夢見るように、考えたい

池田晶子さんの喝、”悩むな!考えろ!”を銘としております。

3月3日 また本を買ってしまう。エリファス・レヴィの「高等魔術の教理と祭儀」、教理篇。魔術、という概念を略つかみたいという妄念からの購入か。

高等魔術の教理と祭儀 (教理篇)

 

エリファス・レヴィ (1810-1875) の「高等魔術の教理と祭儀」、教理篇、である。

注文したてなので、未入手であるが。

 

 

エリファス・レヴィ

アマゾンによる著者紹介は以下の通り。

 

フランスの神秘思想家。本名A.L.コンスタン(Alphonse Louis Constant)。西欧に伝わる魔術の基本、カバラ研究の権威であり、同時にまた実践者として〈魔道中興の祖〉と称される。パリで生まれ、はじめ聖職を志して神学校に学び、卒業後助祭の地位にまで進んだが、神秘主義社会主義に接近してしだいに正統的カトリシズムから遠ざかり、1844年に出版した著書《神の母》は教会から異端の書として糾弾された。45年には、ボードレールの同名の詩への影響が指摘される〈コレスポンダンス〉を含む詩集《三つの調和》を刊行している。46年、還俗して結婚生活に入るが間もなく離婚。51年、長年取り組んできた《キリスト教文献事典》を中途で放棄して魔術研究に没入、同時にカバラへの帰依のしるしとして名前もヘブライ語化して、エリファス・レヴィと改める。《高等魔術の教理と祭儀》(1855-1856)に続いて、60年から65年にかけてその方面の研究成果を〈オカルト哲学叢書〉として次々と世に問い、代表的なものに《魔術の歴史》(1860)、《大いなる神秘の鍵》(1861)などがある。死の直前、教会と和解したとも言われるが、その魔術関係の諸著作が19世紀後半以降のヨーロッパ異端思想や文学に与えた影響は甚大で、ボードレールヴィリエ・ド・リラダンマラルメランボー、W.B.イェーツ、ブルトンバタイユらにインスピレーションを与えたほか、現代の思想・文学・芸術・にまで大きな影を投じている。

 

こちら1982年の初版発行後、1994年に改定第2版が出ているようだ。

訳者は生田耕作

長年読み方を勘違いしていた”奢灞都館(さばとやかた)”を、のちに妻となるかをるさんと立ち上げた、あの生田の訳である。

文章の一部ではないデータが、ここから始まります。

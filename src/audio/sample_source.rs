// Copyright (C) 2026 Michael Wilson <mike@mdwn.dev>
//
// This program is free software: you can redistribute it and/or modify it under
// the terms of the GNU General Public License as published by the Free Software
// Foundation, version 3.
//
// This program is distributed in the hope that it will be useful, but WITHOUT
// ANY WARRANTY; without even the implied warranty of MERCHANTABILITY or FITNESS
// FOR A PARTICULAR PURPOSE. See the GNU General Public License for more details.
//
// You should have received a copy of the GNU General Public License along with
// this program. If not, see <https://www.gnu.org/licenses/>.
//
pub mod error;
pub mod memory;
pub mod traits;
pub mod wav;

// Re-exports for use by other modules
pub use error::SampleSourceError;
pub use memory::MemorySampleSource;
pub use traits::{DecodedAudio, SampleSource, SourceInfo};
pub use wav::{decode_wav_file, WavSampleSource};
// Copyright (C) 2026 Michael Wilson <mike@mdwn.dev>
//
// This program is free software: you can redistribute it and/or modify it under
// the terms of the GNU General Public License as published by the Free Software
// Foundation, version 3.
//
// This program is distributed in the hope that it will be useful, but WITHOUT
// ANY WARRANTY; without even the implied warranty of MERCHANTABILITY or FITNESS
// FOR A PARTICULAR PURPOSE. See the GNU General Public License for more details.
//
// You should have received a copy of the GNU General Public License along with
// this program. If not, see <https://www.gnu.org/licenses/>.
//

//! The extraction pipeline: decode, cut, resample, render, write.

use std::fmt;
use std::io::Write;
use std::path::{Path, PathBuf};

use serde::Serialize;
use tracing::info;

use crate::audio::sample_source::{SampleSource, SourceInfo, WavSampleSource};
use crate::audio::SampleBuffer;
use crate::config::ExtractConfig;
use crate::error::ExtractError;
use crate::resample::resample_with;
use crate::segment::{extract_attack, select_loop_cycle_with, CycleOrigin, LoopCycle};
use crate::table::HeaderDocument;
use crate::util::storage_kib;

/// Bytes per emitted sample (f32).
const BYTES_PER_SAMPLE: usize = 4;

/// Figures describing one extraction, for display by the caller.
#[derive(Debug, Clone, Serialize)]
pub struct ExtractionReport {
    pub source_name: String,
    pub source: SourceInfo,
    pub source_sample_rate: u32,
    pub duration_secs: f64,

    pub attack_ms: u32,
    pub attack_samples: usize,
    pub attack_peak: f32,

    pub loop_start_ms: u32,
    pub loop_origin: CycleOrigin,
    pub loop_samples: usize,
    pub loop_peak: f32,
    pub loop_frequency_hz: Option<f64>,
    pub target_cycle_len: usize,
    pub base_frequency_hz: f64,
    pub note: String,

    pub output_sample_rate: u32,
    pub attack_output_samples: usize,
    pub loop_output_samples: usize,
    pub memory_bytes: usize,

    /// Where the header was written, when it was.
    pub output_path: Option<PathBuf>,
}

impl ExtractionReport {
    pub fn total_output_samples(&self) -> usize {
        self.attack_output_samples + self.loop_output_samples
    }
}

impl fmt::Display for ExtractionReport {
    fn fmt(&self, f: &mut fmt::Formatter<'_>) -> fmt::Result {
        writeln!(f, "=== WAV File Analysis ===")?;
        writeln!(f, "Source: {}", self.source_name)?;
        writeln!(f, "Sample Rate: {} Hz", self.source_sample_rate)?;
        writeln!(f, "Channels: {}", self.source.channels)?;
        writeln!(f, "Total Samples: {}", self.source.frames)?;
        writeln!(f, "Duration: {:.3} seconds", self.duration_secs)?;
        writeln!(f, "Peak Level: {:.3}", self.source.peak)?;
        writeln!(f)?;

        writeln!(f, "=== Attack Extraction ===")?;
        writeln!(
            f,
            "Attack Length: {}ms = {} samples",
            self.attack_ms, self.attack_samples
        )?;
        writeln!(f, "Attack Peak: {:.3}", self.attack_peak)?;
        writeln!(f)?;

        writeln!(f, "=== Loop Cycle Extraction ===")?;
        writeln!(f, "Loop Start Search: {}ms", self.loop_start_ms)?;
        match self.loop_origin {
            CycleOrigin::Crossings(selection) => writeln!(
                f,
                "Found cycle from sample {} to {}",
                selection.start, selection.end
            )?,
            CycleOrigin::Fallback { start, len } => writeln!(
                f,
                "Not enough zero crossings, took {} samples from sample {}",
                len, start
            )?,
        }
        writeln!(
            f,
            "Loop Cycle Length: {} samples (expected {})",
            self.loop_samples, self.target_cycle_len
        )?;
        if let Some(frequency) = self.loop_frequency_hz {
            writeln!(
                f,
                "Loop Frequency: {:.2} Hz (base {} at {:.2} Hz)",
                frequency, self.note, self.base_frequency_hz
            )?;
        }
        writeln!(f, "Loop Peak: {:.3}", self.loop_peak)?;
        writeln!(f)?;

        writeln!(f, "=== Resampling to {} Hz ===", self.output_sample_rate)?;
        writeln!(
            f,
            "Attack: {} -> {} samples",
            self.attack_samples, self.attack_output_samples
        )?;
        writeln!(
            f,
            "Loop: {} -> {} samples",
            self.loop_samples, self.loop_output_samples
        )?;
        writeln!(f, "Total: {} samples", self.total_output_samples())?;
        write!(
            f,
            "Memory: ~{} bytes ({})",
            self.memory_bytes,
            storage_kib(self.total_output_samples())
        )?;

        if let Some(path) = &self.output_path {
            write!(f, "\n\nGenerated: {}", path.display())?;
        }
        Ok(())
    }
}

/// The segments cut from a source, before and after resampling.
#[derive(Debug, Clone)]
pub struct Extraction {
    pub attack: SampleBuffer,
    pub loop_cycle: LoopCycle,
    pub attack_output: SampleBuffer,
    pub loop_output: SampleBuffer,
    pub report: ExtractionReport,
}

impl Extraction {
    /// Renders the C header for this extraction.
    pub fn render_header(&self, config: &ExtractConfig) -> String {
        HeaderDocument {
            source_name: &self.report.source_name,
            note_label: &self.report.note,
            base_frequency_hz: config.base_frequency_hz,
            attack_ms: config.attack_ms,
            attack_name: &config.attack_name,
            loop_name: &config.loop_name,
            format: &config.table,
        }
        .render(&self.attack_output, &self.loop_output)
    }
}

/// Runs the extraction on an already opened source.
///
/// Fails with `InsufficientData` when the attack would run past the end of the
/// decoded samples, or when the loop search would start at or past the end.
pub fn extract<S: SampleSource>(
    source: &mut S,
    config: &ExtractConfig,
) -> Result<Extraction, ExtractError> {
    config.validate()?;

    let decoded = source.read_mono()?;
    let buffer = &decoded.buffer;

    info!(
        source = source.name(),
        sample_rate = buffer.sample_rate(),
        samples = buffer.len(),
        duration_secs = buffer.duration().as_secs_f64(),
        peak = decoded.info.peak,
        "Decoded source"
    );

    let attack_len = buffer.ms_to_samples(config.attack_ms);
    if attack_len > buffer.len() {
        return Err(ExtractError::InsufficientData {
            what: "attack",
            requested: attack_len,
            available: buffer.len(),
        });
    }

    let loop_start = buffer.ms_to_samples(config.loop_start_ms);
    if loop_start >= buffer.len() {
        return Err(ExtractError::InsufficientData {
            what: "loop search start",
            requested: loop_start + 1,
            available: buffer.len(),
        });
    }

    let attack = extract_attack(buffer, config.attack_ms);
    info!(
        attack_ms = config.attack_ms,
        samples = attack.len(),
        peak = attack.peak(),
        "Extracted attack"
    );

    let loop_cycle = select_loop_cycle_with(
        buffer,
        config.loop_start_ms,
        config.base_frequency_hz,
        &config.cycle_search,
    )?;
    info!(
        start = loop_cycle.start(),
        samples = loop_cycle.samples.len(),
        frequency_hz = loop_cycle.frequency_hz().unwrap_or_default(),
        "Extracted loop cycle"
    );

    let attack_output = resample_with(&attack, config.sample_rate, config.resampler)?;
    let loop_output = resample_with(&loop_cycle.samples, config.sample_rate, config.resampler)?;
    info!(
        target_rate = config.sample_rate,
        resampler = %config.resampler,
        attack_samples = attack_output.len(),
        loop_samples = loop_output.len(),
        "Resampled segments"
    );

    let report = ExtractionReport {
        source_name: source.name().to_string(),
        source: decoded.info.clone(),
        source_sample_rate: buffer.sample_rate(),
        duration_secs: buffer.duration().as_secs_f64(),
        attack_ms: config.attack_ms,
        attack_samples: attack.len(),
        attack_peak: attack.peak(),
        loop_start_ms: config.loop_start_ms,
        loop_origin: loop_cycle.origin,
        loop_samples: loop_cycle.samples.len(),
        loop_peak: loop_cycle.samples.peak(),
        loop_frequency_hz: loop_cycle.frequency_hz(),
        target_cycle_len: loop_cycle.target_cycle_len,
        base_frequency_hz: config.base_frequency_hz,
        note: config.note_label(),
        output_sample_rate: config.sample_rate,
        attack_output_samples: attack_output.len(),
        loop_output_samples: loop_output.len(),
        memory_bytes: (attack_output.len() + loop_output.len()) * BYTES_PER_SAMPLE,
        output_path: None,
    };

    Ok(Extraction {
        attack,
        loop_cycle,
        attack_output,
        loop_output,
        report,
    })
}

/// Reads the configured input file, extracts, and writes the header.
///
/// Everything is computed before the output is touched, and the header is written
/// to a temporary file that replaces the destination only once complete.
pub fn run(config: &ExtractConfig) -> Result<ExtractionReport, ExtractError> {
    let input = config
        .input
        .as_deref()
        .ok_or_else(|| ExtractError::InvalidConfig("no input file given".to_string()))?;
    let output = config.output_path(input);

    // The source, and with it the input file handle, is dropped at the end of this block.
    let extraction = {
        let mut source = WavSampleSource::from_file(input)?;
        extract(&mut source, config)?
    };

    write_atomically(&output, &extraction.render_header(config))?;
    info!(path = ?output, "Wrote sample tables");

    let mut report = extraction.report;
    report.output_path = Some(output);
    Ok(report)
}

/// Writes `contents` to `path` through a temporary file in the same directory.
pub fn write_atomically(path: &Path, contents: &str) -> Result<(), ExtractError> {
    let dir = match path.parent() {
        Some(dir) if !dir.as_os_str().is_empty() => dir,
        _ => Path::new("."),
    };

    let mut file = tempfile::NamedTempFile::new_in(dir)?;
    file.write_all(contents.as_bytes())?;
    file.flush()?;
    file.persist(path).map_err(|e| ExtractError::Io(e.error))?;
    Ok(())
}
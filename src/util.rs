// Copyright (C) 2026 Michael Wilson <mike@mdwn.dev>
//
// This program is free software: you can redistribute it and/or modify it under
// the terms of the GNU General Public License as published by the Free Software
// Foundation, version 3.
//
// This program is distributed in the hope that it will be useful, but WITHOUT
// ANY WARRANTY; without even the implied warranty of MERCHANTABILITY or FITNESS
// FOR A PARTICULAR PURPOSE. See the GNU General Public License for more details.
//
// You should have received a copy of the GNU General Public License along with
// this program. If not, see <https://www.gnu.org/licenses/>.
//

use std::path::Path;

/// Extracts a displayable file name from a path, returning a fallback if the name is unreadable.
pub fn filename_display(path: &Path) -> &str {
    path.file_name()
        .and_then(|f| f.to_str())
        .unwrap_or("unreadable file name")
}

/// Formats a sample count as kibibytes of f32 storage, e.g. "8.6 KiB".
pub fn storage_kib(samples: usize) -> String {
    format!("{:.1} KiB", (samples * 4) as f64 / 1024.0)
}
// Copyright (C) 2026 Michael Wilson <mike@mdwn.dev>
//
// This program is free software: you can redistribute it and/or modify it under
// the terms of the GNU General Public License as published by the Free Software
// Foundation, version 3.
//
// This program is distributed in the hope that it will be useful, but WITHOUT
// ANY WARRANTY; without even the implied warranty of MERCHANTABILITY or FITNESS
// FOR A PARTICULAR PURPOSE. See the GNU General Public License for more details.
//
// You should have received a copy of the GNU General Public License along with
// this program. If not, see <https://www.gnu.org/licenses/>.
//
use crate::audio::sample_source::error::SampleSourceError;

/// Errors that abort an extraction. Nothing is written when one of these is returned.
#[derive(Debug, thiserror::Error)]
pub enum ExtractError {
    #[error(transparent)]
    Source(#[from] SampleSourceError),

    #[error("Insufficient data: {what} needs {requested} samples but only {available} are available")]
    InsufficientData {
        what: &'static str,
        requested: usize,
        available: usize,
    },

    #[error("Invalid configuration: {0}")]
    InvalidConfig(String),

    #[error("Invalid sample rate: {0}Hz")]
    InvalidSampleRate(u32),

    #[error("Resampling failed: {0}")]
    Resampling(String),

    #[error("Table parse error: {0}")]
    TableParse(String),

    #[error("Config load/parse error: {0}")]
    Config(#[from] ::config::ConfigError),

    #[error("IO error: {0}")]
    Io(#[from] std::io::Error),
}
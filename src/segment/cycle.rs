// Copyright (C) 2026 Michael Wilson <mike@mdwn.dev>
//
// This program is free software: you can redistribute it and/or modify it under
// the terms of the GNU General Public License as published by the Free Software
// Foundation, version 3.
//
// This program is distributed in the hope that it will be useful, but WITHOUT
// ANY WARRANTY; without even the implied warranty of MERCHANTABILITY or FITNESS
// FOR A PARTICULAR PURPOSE. See the GNU General Public License for more details.
//
// You should have received a copy of the GNU General Public License along with
// this program. If not, see <https://www.gnu.org/licenses/>.
//

//! Loop cycle selection.
//!
//! The expected cycle length follows from the note's base frequency. The search
//! collects a handful of well-spaced rising zero crossings after the loop start and
//! keeps the adjacent pair whose distance is closest to that expected length.

use serde::{Deserialize, Serialize};
use tracing::{debug, warn};

use super::crossings::find_crossings;
use crate::audio::SampleBuffer;
use crate::error::ExtractError;

/// Default number of crossings collected per search.
pub const DEFAULT_MAX_CROSSINGS: usize = 10;

/// Default crossing spacing, as a fraction of the expected cycle length.
pub const DEFAULT_MIN_DISTANCE_FACTOR: f64 = 0.8;

/// Tuning for the crossing search.
#[derive(Deserialize, Serialize, Clone, Debug, PartialEq)]
#[serde(default)]
pub struct CycleSearch {
    /// Number of crossings to collect before stopping.
    pub max_crossings: usize,

    /// Crossings closer than `expected cycle length * min_distance_factor` to the
    /// previous one are ignored.
    pub min_distance_factor: f64,
}

impl Default for CycleSearch {
    fn default() -> Self {
        CycleSearch {
            max_crossings: DEFAULT_MAX_CROSSINGS,
            min_distance_factor: DEFAULT_MIN_DISTANCE_FACTOR,
        }
    }
}

impl CycleSearch {
    /// Checks that the search can produce a pair of crossings at all.
    pub fn validate(&self) -> Result<(), ExtractError> {
        if self.max_crossings < 2 {
            return Err(ExtractError::InvalidConfig(format!(
                "max_crossings must be at least 2, got {}",
                self.max_crossings
            )));
        }
        if !self.min_distance_factor.is_finite() || self.min_distance_factor < 0.0 {
            return Err(ExtractError::InvalidConfig(format!(
                "min_distance_factor must be a non-negative number, got {}",
                self.min_distance_factor
            )));
        }
        Ok(())
    }
}

/// A pair of rising zero crossings bounding one cycle.
#[derive(Debug, Clone, Copy, PartialEq, Eq, Serialize)]
pub struct CycleSelection {
    pub start: usize,
    pub end: usize,
}

impl CycleSelection {
    /// Length of the cycle in samples.
    pub fn len(&self) -> usize {
        self.end - self.start
    }

    pub fn is_empty(&self) -> bool {
        self.end == self.start
    }
}

/// How the loop cycle was obtained.
#[derive(Debug, Clone, Copy, PartialEq, Eq, Serialize)]
#[serde(tag = "kind", rename_all = "snake_case")]
pub enum CycleOrigin {
    /// Bounded by a pair of zero crossings.
    Crossings(CycleSelection),
    /// Not enough crossings were found, so a raw slice of the expected length was taken.
    Fallback { start: usize, len: usize },
}

/// The loop cycle and the parameters that produced it.
#[derive(Debug, Clone)]
pub struct LoopCycle {
    pub samples: SampleBuffer,
    pub origin: CycleOrigin,
    /// Expected cycle length in samples at the source rate.
    pub target_cycle_len: usize,
    /// Minimum spacing that was enforced between crossings.
    pub min_distance: usize,
    /// Every crossing the search accepted.
    pub crossings: Vec<usize>,
}

impl LoopCycle {
    /// Start of the cycle within the source buffer.
    pub fn start(&self) -> usize {
        match self.origin {
            CycleOrigin::Crossings(selection) => selection.start,
            CycleOrigin::Fallback { start, .. } => start,
        }
    }

    /// Frequency the cycle plays at when looped at its own sample rate.
    pub fn frequency_hz(&self) -> Option<f64> {
        if self.samples.is_empty() {
            return None;
        }
        Some(f64::from(self.samples.sample_rate()) / self.samples.len() as f64)
    }
}

/// Expected cycle length in samples for a note at `base_frequency_hz`, truncated.
pub fn target_cycle_len(sample_rate: u32, base_frequency_hz: f64) -> Result<usize, ExtractError> {
    if !base_frequency_hz.is_finite() || base_frequency_hz <= 0.0 {
        return Err(ExtractError::InvalidConfig(format!(
            "base frequency must be a positive number, got {}",
            base_frequency_hz
        )));
    }

    let len = (f64::from(sample_rate) / base_frequency_hz) as usize;
    if len == 0 {
        return Err(ExtractError::InvalidConfig(format!(
            "base frequency {}Hz is above the sample rate {}Hz",
            base_frequency_hz, sample_rate
        )));
    }

    Ok(len)
}

/// Picks the adjacent crossing pair whose distance is closest to `target_len`.
/// The earliest pair wins ties. Returns None with fewer than two crossings.
pub fn best_pair(crossings: &[usize], target_len: usize) -> Option<CycleSelection> {
    let mut best: Option<(CycleSelection, usize)> = None;

    for pair in crossings.windows(2) {
        let selection = CycleSelection {
            start: pair[0],
            end: pair[1],
        };
        let diff = selection.len().abs_diff(target_len);

        // Strictly better only, so the first of equal pairs is kept.
        if best.map_or(true, |(_, best_diff)| diff < best_diff) {
            best = Some((selection, diff));
        }
    }

    best.map(|(selection, _)| selection)
}

/// Selects one loopable cycle starting the search `start_ms` into the buffer, using
/// the default search tuning.
pub fn select_loop_cycle(
    buffer: &SampleBuffer,
    start_ms: u32,
    base_frequency_hz: f64,
) -> Result<LoopCycle, ExtractError> {
    select_loop_cycle_with(buffer, start_ms, base_frequency_hz, &CycleSearch::default())
}

/// Selects one loopable cycle with explicit search tuning.
///
/// The result is always a contiguous slice of `buffer`. When fewer than two crossings
/// are found the slice starts at the search start and has the expected cycle length,
/// clamped to the end of the buffer.
pub fn select_loop_cycle_with(
    buffer: &SampleBuffer,
    start_ms: u32,
    base_frequency_hz: f64,
    search: &CycleSearch,
) -> Result<LoopCycle, ExtractError> {
    search.validate()?;

    let start_sample = buffer.ms_to_samples(start_ms);
    let target_len = target_cycle_len(buffer.sample_rate(), base_frequency_hz)?;
    let min_distance = (target_len as f64 * search.min_distance_factor) as usize;

    debug!(
        start_sample,
        target_len, min_distance, "Searching for loop cycle crossings"
    );

    let crossings = find_crossings(buffer, start_sample, search.max_crossings, min_distance);

    let (samples, origin) = match best_pair(&crossings, target_len) {
        Some(selection) => {
            debug!(
                start = selection.start,
                end = selection.end,
                len = selection.len(),
                "Found loop cycle"
            );
            (
                buffer.slice(selection.start, selection.len()),
                CycleOrigin::Crossings(selection),
            )
        }
        None => {
            warn!(
                crossings = crossings.len(),
                start_sample, target_len, "Not enough zero crossings, using expected length"
            );
            let samples = buffer.slice(start_sample, target_len);
            let len = samples.len();
            (
                samples,
                CycleOrigin::Fallback {
                    start: start_sample,
                    len,
                },
            )
        }
    };

    Ok(LoopCycle {
        samples,
        origin,
        target_cycle_len: target_len,
        min_distance,
        crossings,
    })
}

#[cfg(test)]
mod tests {
    use super::*;
    use crate::testutil::sine;

    #[test]
    fn test_target_cycle_len() {
        assert_eq!(target_cycle_len(44100, 261.63).unwrap(), 168);
        assert_eq!(target_cycle_len(48000, 261.63).unwrap(), 183);
        assert_eq!(target_cycle_len(48000, 1000.0).unwrap(), 48);
        assert!(target_cycle_len(48000, 0.0).is_err());
        assert!(target_cycle_len(48000, -5.0).is_err());
        assert!(target_cycle_len(48000, f64::NAN).is_err());
        assert!(target_cycle_len(48000, 96000.0).is_err());
    }

    #[test]
    fn test_best_pair_picks_closest() {
        let crossings = [0, 90, 200, 300, 420];
        // Distances: 90, 110, 100, 120.
        assert_eq!(
            best_pair(&crossings, 100),
            Some(CycleSelection {
                start: 200,
                end: 300
            })
        );
    }

    #[test]
    fn test_best_pair_first_wins_ties() {
        // Distances: 95, 105, 95, 105 against a target of 100.
        let crossings = [10, 105, 210, 305, 410];
        assert_eq!(
            best_pair(&crossings, 100),
            Some(CycleSelection { start: 10, end: 105 })
        );

        // 105 and 95 are equally far; the earlier pair stays.
        let crossings = [0, 105, 200];
        assert_eq!(
            best_pair(&crossings, 100),
            Some(CycleSelection { start: 0, end: 105 })
        );
    }

    #[test]
    fn test_best_pair_needs_two_crossings() {
        assert_eq!(best_pair(&[], 100), None);
        assert_eq!(best_pair(&[42], 100), None);
    }

    #[test]
    fn test_selection_is_optimal() {
        let samples: Vec<f32> = sine(261.63, 44100, 1.0, 0.9)
            .iter()
            .zip(sine(523.25, 44100, 1.0, 0.4).iter())
            .map(|(a, b)| a + b)
            .collect();
        let buffer = SampleBuffer::new(samples, 44100).unwrap();

        let cycle = select_loop_cycle(&buffer, 200, 261.63).unwrap();
        let selection = match cycle.origin {
            CycleOrigin::Crossings(selection) => selection,
            other => panic!("expected crossings, got {:?}", other),
        };

        let chosen = selection.len().abs_diff(cycle.target_cycle_len);
        for pair in cycle.crossings.windows(2) {
            assert!(chosen <= (pair[1] - pair[0]).abs_diff(cycle.target_cycle_len));
        }
        assert_eq!(cycle.samples.len(), selection.len());
        assert_eq!(cycle.samples.samples(), &buffer.samples()[selection.start..selection.end]);
    }

    #[test]
    fn test_fallback_on_silence() {
        let buffer = SampleBuffer::new(vec![0.0; 44100], 44100).unwrap();

        let cycle = select_loop_cycle(&buffer, 200, 261.63).unwrap();
        assert_eq!(
            cycle.origin,
            CycleOrigin::Fallback {
                start: 8820,
                len: 168
            }
        );
        assert_eq!(cycle.samples.samples(), &buffer.samples()[8820..8820 + 168]);
        assert!(cycle.crossings.is_empty());
    }

    #[test]
    fn test_fallback_with_single_crossing() {
        let mut samples = vec![0.0f32; 1000];
        samples[501] = 0.5;
        let buffer = SampleBuffer::new(samples, 1000).unwrap();

        // Start at 100ms (sample 100), target 100 samples.
        let cycle = select_loop_cycle(&buffer, 100, 10.0).unwrap();
        assert_eq!(cycle.crossings, vec![500]);
        assert_eq!(cycle.origin, CycleOrigin::Fallback { start: 100, len: 100 });
        assert_eq!(cycle.start(), 100);
    }

    #[test]
    fn test_fallback_clamped_at_end() {
        let buffer = SampleBuffer::new(vec![0.0; 150], 1000).unwrap();

        let cycle = select_loop_cycle(&buffer, 100, 10.0).unwrap();
        assert_eq!(cycle.origin, CycleOrigin::Fallback { start: 100, len: 50 });
        assert_eq!(cycle.samples.len(), 50);
    }

    #[test]
    fn test_sine_end_to_end() {
        let buffer = SampleBuffer::new(sine(261.63, 44100, 1.0, 0.8), 44100).unwrap();

        let cycle = select_loop_cycle(&buffer, 200, 261.63).unwrap();
        let len = cycle.samples.len();
        assert!((135..=203).contains(&len), "cycle length {}", len);

        let samples = cycle.samples.samples();
        assert!(samples[0] <= 0.0);
        assert!(samples[0].abs() < 0.05);
        assert!(samples[len - 1].abs() < 0.07);

        // The sample after the cycle start is the positive side of the crossing.
        let start = cycle.start();
        assert!(buffer.samples()[start + 1] > 0.0);

        let frequency = cycle.frequency_hz().unwrap();
        assert!((frequency - 261.63).abs() < 5.0, "frequency {}", frequency);
    }

    #[test]
    fn test_min_distance_from_factor() {
        let buffer = SampleBuffer::new(sine(261.63, 44100, 0.5, 0.8), 44100).unwrap();

        let cycle = select_loop_cycle(&buffer, 100, 261.63).unwrap();
        assert_eq!(cycle.min_distance, 134);

        let search = CycleSearch {
            max_crossings: 4,
            min_distance_factor: 0.5,
        };
        let cycle = select_loop_cycle_with(&buffer, 100, 261.63, &search).unwrap();
        assert_eq!(cycle.min_distance, 84);
        assert!(cycle.crossings.len() <= 4);
    }

    #[test]
    fn test_loop_cycle_records_its_search() {
        let buffer = SampleBuffer::new(sine(261.63, 44100, 0.5, 0.8), 44100).unwrap();
        let search = CycleSearch::default();

        let cycle = select_loop_cycle_with(&buffer, 150, 261.63, &search).unwrap();
        let expected = find_crossings(&buffer, 6615, search.max_crossings, cycle.min_distance);
        assert_eq!(cycle.crossings, expected);
        assert_eq!(cycle.crossings.len(), 10);
        assert_eq!(
            cycle.origin,
            CycleOrigin::Crossings(best_pair(&expected, cycle.target_cycle_len).unwrap())
        );
    }

    #[test]
    fn test_invalid_search() {
        let buffer = SampleBuffer::new(vec![0.0; 100], 1000).unwrap();
        let search = CycleSearch {
            max_crossings: 1,
            ..Default::default()
        };
        assert!(matches!(
            select_loop_cycle_with(&buffer, 0, 10.0, &search),
            Err(ExtractError::InvalidConfig(_))
        ));
        assert!(matches!(
            select_loop_cycle(&buffer, 0, 0.0),
            Err(ExtractError::InvalidConfig(_))
        ));
    }
}
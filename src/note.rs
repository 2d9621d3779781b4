// Copyright (C) 2026 Michael Wilson <mike@mdwn.dev>
//
// This program is free software: you can redistribute it and/or modify it under
// the terms of the GNU General Public License as published by the Free Software
// Foundation, version 3.
//
// This program is distributed in the hope that it will be useful, but WITHOUT
// ANY WARRANTY; without even the implied warranty of MERCHANTABILITY or FITNESS
// FOR A PARTICULAR PURPOSE. See the GNU General Public License for more details.
//
// You should have received a copy of the GNU General Public License along with
// this program. If not, see <https://www.gnu.org/licenses/>.
//

const NOTE_NAMES: [&str; 12] = [
    "C", "C#", "D", "D#", "E", "F", "F#", "G", "G#", "A", "A#", "B",
];

/// Reference pitch of A4 (MIDI note 69).
const A4_HZ: f64 = 440.0;
const A4_MIDI: f64 = 69.0;

/// Returns the MIDI note number nearest to `frequency_hz`, if it is in the MIDI range.
pub fn nearest_midi_note(frequency_hz: f64) -> Option<u8> {
    if !frequency_hz.is_finite() || frequency_hz <= 0.0 {
        return None;
    }

    let note = (A4_MIDI + 12.0 * (frequency_hz / A4_HZ).log2()).round();
    if (0.0..=127.0).contains(&note) {
        Some(note as u8)
    } else {
        None
    }
}

/// Names a MIDI note in scientific pitch notation, e.g. 60 -> "C4".
pub fn midi_note_name(note: u8) -> String {
    let octave = i32::from(note) / 12 - 1;
    format!("{}{}", NOTE_NAMES[usize::from(note % 12)], octave)
}

/// Names the equal-tempered note nearest to `frequency_hz`.
pub fn note_name(frequency_hz: f64) -> Option<String> {
    nearest_midi_note(frequency_hz).map(midi_note_name)
}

1994年改訂版が出た年に生田は70歳で亡くなっている。

私は奢灞都館の書物を通じ、わが制作に霊感をたくさん下さる、わが故郷(神戸)の先達である画家の山本六三さんやアルフォンス井上さんを知った。

そういう意味で、生田訳(多くの書物を訳されてはいるが、そのそれぞれが、ご本人が訳したい、という意思を以てのことであったように感じる)は特別な書物である気がするのだ。

そして私は幻想絵画や文学が大好きだが、きちんといわゆる”魔術”と呼ばれる精神体系の歴史を学んできていない、という負い目がある。

 

まずどの本から手を手を付ければいいのか。そこもあまりに間口が広くて、戸惑ってしまう。

 

レヴィは以下のように言っているという。

 

「目に見えるものは、目にみえないものの発現である。あるいは、表現を変えれば、完全な言は目に見えるし、感知もしえない物事と正確につり合って存在している」

 

 今泉文子『鏡の中のロマン主義』 より

 

魔術、というものは、ここ日本におけるフィクションの世界では、今や大変に当たり前のものとなった。

いわゆる宗教のしがらみの少ない日本では、魔術が異端として迫害された、という感覚は存在せず、ただ単に”西洋の歴史的事実”として知るのみであろう。

密教しかり、魔術、の日本での似姿である祈祷や呪術は、いわば歴史的な方便、負の面はあってもいわば必要悪、として受け入れられていた、という理解である。

 

そういうカジュアルな法則とでもいえる”魔法”ではなく、いわば西洋文明では魔術というものはプラトンなどで言語化され、新プラトン主義やユダヤ教キリスト教イスラム教(西洋文明外かもだが)を経て脈々と続いてきた”精神史”の結果としての魔術、それがどんなものか、という把握が自分の中でうまく出来ていないのだ。

 

ということで、勢いがなんだかついたので、発注した。

この本はあまり簡単に文庫等で入手できない現状だ。

 

そういう本は”勢い”がないと買えないのだ。

 

ということで、購入の言い訳として、ここに覚えとして書いておく。